Task:
In the listing below, locate the line that contains "and display fields." and the line that contains "ref does not". Restate word for word those two lines and every line between them, and nothing else.

Exercise data:
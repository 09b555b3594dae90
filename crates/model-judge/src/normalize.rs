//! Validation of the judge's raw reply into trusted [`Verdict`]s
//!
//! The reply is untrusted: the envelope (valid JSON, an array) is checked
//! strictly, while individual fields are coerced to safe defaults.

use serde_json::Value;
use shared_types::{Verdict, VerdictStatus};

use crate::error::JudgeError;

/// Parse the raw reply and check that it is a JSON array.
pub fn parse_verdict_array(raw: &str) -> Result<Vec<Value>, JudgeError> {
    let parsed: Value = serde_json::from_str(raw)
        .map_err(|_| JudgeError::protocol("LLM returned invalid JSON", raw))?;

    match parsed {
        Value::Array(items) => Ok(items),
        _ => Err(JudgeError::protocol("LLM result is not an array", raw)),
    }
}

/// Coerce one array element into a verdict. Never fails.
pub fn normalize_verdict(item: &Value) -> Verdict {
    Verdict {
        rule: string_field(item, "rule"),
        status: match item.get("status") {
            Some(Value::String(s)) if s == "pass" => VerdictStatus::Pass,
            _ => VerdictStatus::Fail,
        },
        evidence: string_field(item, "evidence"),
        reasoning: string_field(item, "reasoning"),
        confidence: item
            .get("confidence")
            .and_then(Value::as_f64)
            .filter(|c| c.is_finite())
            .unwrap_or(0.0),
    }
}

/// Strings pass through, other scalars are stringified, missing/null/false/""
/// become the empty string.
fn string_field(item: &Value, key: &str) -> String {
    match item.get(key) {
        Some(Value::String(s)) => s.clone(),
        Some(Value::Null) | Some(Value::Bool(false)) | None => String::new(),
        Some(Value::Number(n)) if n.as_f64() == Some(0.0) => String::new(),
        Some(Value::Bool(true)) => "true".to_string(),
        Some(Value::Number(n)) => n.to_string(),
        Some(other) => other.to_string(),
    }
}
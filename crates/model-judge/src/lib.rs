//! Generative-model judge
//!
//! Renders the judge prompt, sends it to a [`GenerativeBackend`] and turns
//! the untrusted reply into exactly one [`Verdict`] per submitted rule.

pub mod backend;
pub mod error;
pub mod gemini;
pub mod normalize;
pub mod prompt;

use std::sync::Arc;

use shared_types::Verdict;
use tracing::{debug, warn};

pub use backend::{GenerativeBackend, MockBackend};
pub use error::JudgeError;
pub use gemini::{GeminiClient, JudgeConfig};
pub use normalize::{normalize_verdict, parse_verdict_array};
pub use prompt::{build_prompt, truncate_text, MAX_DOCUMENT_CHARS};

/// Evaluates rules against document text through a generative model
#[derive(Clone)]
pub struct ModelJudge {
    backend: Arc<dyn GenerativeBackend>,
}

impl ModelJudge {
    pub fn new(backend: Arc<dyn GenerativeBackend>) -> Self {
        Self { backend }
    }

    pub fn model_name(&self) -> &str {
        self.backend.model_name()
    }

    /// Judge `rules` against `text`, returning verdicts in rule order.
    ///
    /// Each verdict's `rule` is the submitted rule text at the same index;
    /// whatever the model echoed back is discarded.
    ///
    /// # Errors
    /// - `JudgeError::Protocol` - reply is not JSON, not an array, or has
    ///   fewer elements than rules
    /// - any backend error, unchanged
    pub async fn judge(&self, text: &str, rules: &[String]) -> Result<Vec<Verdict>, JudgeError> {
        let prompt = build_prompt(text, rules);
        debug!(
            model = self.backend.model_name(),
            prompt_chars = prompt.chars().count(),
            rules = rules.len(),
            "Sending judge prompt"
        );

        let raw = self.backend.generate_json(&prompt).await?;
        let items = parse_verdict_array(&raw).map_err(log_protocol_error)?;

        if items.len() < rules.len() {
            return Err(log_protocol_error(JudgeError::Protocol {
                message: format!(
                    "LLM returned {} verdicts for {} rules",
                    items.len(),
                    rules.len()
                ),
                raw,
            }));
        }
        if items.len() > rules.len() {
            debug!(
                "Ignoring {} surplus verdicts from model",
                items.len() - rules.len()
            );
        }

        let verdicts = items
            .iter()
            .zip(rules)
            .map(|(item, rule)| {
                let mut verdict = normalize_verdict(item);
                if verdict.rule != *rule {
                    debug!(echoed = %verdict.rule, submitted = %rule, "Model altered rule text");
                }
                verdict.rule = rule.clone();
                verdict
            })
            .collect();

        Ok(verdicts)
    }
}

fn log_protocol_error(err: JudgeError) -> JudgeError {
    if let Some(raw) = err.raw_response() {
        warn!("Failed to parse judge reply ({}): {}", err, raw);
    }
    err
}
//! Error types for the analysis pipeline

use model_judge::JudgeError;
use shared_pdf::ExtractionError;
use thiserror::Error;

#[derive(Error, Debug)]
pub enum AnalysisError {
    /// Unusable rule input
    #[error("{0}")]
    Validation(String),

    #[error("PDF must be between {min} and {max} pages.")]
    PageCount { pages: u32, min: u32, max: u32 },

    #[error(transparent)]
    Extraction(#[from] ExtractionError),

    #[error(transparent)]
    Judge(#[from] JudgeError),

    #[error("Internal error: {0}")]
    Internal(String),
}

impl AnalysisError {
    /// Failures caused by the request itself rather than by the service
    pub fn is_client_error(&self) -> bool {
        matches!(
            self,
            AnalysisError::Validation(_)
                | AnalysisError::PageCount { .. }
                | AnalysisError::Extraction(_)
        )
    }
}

...

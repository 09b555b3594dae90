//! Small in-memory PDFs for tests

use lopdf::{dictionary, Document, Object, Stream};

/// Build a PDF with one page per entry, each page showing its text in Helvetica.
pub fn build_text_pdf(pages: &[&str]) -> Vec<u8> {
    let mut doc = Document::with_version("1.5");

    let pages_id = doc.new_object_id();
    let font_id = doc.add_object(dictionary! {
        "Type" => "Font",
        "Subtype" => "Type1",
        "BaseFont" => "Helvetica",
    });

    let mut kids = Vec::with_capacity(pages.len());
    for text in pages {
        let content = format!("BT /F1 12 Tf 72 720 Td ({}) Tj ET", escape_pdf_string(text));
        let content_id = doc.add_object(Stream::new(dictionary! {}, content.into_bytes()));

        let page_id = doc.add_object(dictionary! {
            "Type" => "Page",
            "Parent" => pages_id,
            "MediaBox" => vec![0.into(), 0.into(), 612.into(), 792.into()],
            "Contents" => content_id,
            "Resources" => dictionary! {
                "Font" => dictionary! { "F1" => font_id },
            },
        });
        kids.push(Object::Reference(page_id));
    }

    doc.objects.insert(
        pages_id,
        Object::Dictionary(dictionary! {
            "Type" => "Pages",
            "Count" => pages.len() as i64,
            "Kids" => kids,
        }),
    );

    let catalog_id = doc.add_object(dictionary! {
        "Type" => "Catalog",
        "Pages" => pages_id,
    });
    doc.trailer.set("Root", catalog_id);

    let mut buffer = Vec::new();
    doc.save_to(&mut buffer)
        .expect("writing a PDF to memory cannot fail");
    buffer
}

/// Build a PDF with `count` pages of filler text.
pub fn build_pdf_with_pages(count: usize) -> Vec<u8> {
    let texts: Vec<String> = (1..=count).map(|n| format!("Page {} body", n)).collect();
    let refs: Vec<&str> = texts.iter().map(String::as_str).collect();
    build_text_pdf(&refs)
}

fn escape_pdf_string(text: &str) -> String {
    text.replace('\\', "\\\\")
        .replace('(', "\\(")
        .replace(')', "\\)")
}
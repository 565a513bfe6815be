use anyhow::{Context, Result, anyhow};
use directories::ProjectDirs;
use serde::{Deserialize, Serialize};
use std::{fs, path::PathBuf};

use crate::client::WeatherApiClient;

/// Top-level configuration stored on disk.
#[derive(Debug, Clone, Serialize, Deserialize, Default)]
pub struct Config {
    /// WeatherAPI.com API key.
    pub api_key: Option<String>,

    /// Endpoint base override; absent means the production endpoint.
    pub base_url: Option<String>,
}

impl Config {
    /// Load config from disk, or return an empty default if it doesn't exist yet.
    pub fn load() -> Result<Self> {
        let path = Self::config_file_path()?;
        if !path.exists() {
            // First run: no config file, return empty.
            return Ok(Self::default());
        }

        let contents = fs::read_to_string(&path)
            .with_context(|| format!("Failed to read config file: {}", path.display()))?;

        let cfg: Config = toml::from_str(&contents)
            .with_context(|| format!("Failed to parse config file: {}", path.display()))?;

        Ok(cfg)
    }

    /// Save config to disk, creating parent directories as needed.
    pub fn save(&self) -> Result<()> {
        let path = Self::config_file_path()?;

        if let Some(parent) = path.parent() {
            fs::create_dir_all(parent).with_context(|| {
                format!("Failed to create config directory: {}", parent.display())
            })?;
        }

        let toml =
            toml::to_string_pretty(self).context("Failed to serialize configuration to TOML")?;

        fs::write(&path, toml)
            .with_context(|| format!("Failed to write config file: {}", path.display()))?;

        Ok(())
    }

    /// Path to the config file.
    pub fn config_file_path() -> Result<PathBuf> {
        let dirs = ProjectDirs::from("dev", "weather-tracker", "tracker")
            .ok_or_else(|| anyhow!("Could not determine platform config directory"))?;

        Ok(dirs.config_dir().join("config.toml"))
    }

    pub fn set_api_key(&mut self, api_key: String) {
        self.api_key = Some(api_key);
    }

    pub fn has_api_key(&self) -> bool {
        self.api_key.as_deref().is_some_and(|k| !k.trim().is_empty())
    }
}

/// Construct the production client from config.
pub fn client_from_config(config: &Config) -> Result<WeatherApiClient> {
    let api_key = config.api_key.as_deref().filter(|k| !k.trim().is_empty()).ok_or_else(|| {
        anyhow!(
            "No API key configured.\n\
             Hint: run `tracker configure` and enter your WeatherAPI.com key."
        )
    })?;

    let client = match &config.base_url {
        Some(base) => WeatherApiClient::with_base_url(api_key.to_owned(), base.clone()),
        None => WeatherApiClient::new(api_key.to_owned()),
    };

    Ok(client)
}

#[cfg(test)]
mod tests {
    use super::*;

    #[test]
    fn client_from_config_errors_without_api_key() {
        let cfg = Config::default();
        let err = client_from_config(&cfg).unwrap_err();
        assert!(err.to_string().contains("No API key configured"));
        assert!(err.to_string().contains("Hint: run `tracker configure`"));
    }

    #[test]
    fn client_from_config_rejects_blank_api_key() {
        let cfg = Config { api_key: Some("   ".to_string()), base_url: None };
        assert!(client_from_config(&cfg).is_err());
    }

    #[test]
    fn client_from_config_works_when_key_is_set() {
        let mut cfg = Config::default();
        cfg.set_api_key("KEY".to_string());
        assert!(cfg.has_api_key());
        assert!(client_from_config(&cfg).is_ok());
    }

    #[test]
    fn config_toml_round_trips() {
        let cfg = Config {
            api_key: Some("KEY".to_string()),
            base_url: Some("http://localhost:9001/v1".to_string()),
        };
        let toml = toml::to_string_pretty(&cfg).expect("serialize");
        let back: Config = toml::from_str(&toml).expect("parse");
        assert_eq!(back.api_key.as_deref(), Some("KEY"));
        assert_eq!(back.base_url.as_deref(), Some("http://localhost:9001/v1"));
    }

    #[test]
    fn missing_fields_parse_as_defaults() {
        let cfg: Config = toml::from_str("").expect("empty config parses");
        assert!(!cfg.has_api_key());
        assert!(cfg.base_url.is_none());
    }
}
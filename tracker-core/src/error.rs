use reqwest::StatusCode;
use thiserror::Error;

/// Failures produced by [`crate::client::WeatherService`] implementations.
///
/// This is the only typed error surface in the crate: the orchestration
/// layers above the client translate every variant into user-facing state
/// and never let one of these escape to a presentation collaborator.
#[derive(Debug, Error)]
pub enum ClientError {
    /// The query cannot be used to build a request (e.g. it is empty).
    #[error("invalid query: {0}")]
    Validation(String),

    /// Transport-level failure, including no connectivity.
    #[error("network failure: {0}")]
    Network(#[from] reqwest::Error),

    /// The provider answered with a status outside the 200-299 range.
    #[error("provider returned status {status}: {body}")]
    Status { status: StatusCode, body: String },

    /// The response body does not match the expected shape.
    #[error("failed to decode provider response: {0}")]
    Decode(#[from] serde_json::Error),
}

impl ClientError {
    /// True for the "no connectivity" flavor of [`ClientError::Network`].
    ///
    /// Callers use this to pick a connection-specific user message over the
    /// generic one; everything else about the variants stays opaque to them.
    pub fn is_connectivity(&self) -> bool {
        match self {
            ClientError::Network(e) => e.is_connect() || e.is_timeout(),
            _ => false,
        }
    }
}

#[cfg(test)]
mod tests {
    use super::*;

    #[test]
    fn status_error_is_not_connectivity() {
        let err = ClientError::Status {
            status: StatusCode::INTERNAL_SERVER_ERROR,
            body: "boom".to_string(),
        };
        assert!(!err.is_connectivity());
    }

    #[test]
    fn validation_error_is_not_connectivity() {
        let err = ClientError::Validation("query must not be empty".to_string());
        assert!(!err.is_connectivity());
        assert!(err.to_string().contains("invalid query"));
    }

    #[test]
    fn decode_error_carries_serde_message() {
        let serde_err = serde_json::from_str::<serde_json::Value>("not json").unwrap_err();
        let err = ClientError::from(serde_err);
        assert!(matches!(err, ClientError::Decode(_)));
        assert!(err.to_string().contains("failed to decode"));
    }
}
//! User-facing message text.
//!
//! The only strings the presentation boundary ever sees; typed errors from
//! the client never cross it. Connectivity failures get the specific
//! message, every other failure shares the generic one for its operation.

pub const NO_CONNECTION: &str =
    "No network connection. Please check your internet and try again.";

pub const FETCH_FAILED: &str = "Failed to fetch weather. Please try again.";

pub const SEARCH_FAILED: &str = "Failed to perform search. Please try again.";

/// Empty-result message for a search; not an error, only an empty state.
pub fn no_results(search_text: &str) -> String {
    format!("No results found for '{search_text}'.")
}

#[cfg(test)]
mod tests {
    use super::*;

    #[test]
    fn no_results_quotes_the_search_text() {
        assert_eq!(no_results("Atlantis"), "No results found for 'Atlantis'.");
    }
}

--

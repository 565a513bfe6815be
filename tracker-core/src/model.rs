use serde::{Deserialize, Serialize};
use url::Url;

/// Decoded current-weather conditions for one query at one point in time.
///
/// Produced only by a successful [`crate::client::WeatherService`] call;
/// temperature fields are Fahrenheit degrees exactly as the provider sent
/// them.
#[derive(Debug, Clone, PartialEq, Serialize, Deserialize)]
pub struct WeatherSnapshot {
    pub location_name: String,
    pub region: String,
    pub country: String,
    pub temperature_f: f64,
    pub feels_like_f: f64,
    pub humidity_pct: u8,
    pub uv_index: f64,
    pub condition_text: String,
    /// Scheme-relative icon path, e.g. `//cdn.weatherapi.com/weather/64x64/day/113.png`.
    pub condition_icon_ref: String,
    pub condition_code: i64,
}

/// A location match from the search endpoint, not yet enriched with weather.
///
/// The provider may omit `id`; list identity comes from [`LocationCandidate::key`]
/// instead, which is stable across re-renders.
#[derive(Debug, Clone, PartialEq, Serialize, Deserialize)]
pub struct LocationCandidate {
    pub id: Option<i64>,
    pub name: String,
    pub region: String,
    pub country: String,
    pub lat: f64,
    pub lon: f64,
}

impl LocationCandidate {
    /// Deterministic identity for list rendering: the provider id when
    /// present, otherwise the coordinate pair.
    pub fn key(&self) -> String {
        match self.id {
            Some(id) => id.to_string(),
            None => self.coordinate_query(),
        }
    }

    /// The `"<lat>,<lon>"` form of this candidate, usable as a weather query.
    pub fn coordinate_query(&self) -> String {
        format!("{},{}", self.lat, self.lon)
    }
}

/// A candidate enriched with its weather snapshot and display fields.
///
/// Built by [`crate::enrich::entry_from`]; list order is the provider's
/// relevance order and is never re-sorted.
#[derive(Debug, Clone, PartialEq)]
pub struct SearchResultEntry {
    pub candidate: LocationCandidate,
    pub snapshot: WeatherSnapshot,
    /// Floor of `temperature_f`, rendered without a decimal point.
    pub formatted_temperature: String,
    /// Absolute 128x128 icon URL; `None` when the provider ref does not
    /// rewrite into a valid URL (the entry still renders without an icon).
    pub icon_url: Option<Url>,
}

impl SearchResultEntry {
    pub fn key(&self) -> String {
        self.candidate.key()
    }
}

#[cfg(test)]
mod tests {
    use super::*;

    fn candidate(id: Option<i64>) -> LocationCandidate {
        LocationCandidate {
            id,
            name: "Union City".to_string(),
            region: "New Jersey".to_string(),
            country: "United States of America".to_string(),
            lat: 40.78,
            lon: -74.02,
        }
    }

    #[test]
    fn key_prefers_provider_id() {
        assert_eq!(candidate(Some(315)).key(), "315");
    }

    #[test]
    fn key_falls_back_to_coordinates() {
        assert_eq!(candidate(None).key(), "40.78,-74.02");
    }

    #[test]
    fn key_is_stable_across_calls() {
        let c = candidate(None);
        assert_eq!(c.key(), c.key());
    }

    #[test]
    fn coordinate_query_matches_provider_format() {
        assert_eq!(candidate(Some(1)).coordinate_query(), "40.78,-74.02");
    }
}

Solution to the problem:
/// A candidate enriched with its weather snapshot and display fields.
///
/// Built by [`crate::enrich::entry_from`]; list order is the provider's
/// relevance order and is never re-sorted.
#[derive(Debug, Clone, PartialEq)]
pub struct SearchResultEntry {
    pub candidate: LocationCandidate,
    pub snapshot: WeatherSnapshot,
    /// Floor of `temperature_f`, rendered without a decimal point.
    pub formatted_temperature: String,
    /// Absolute 128x128 icon URL; `None` when the provider ref does not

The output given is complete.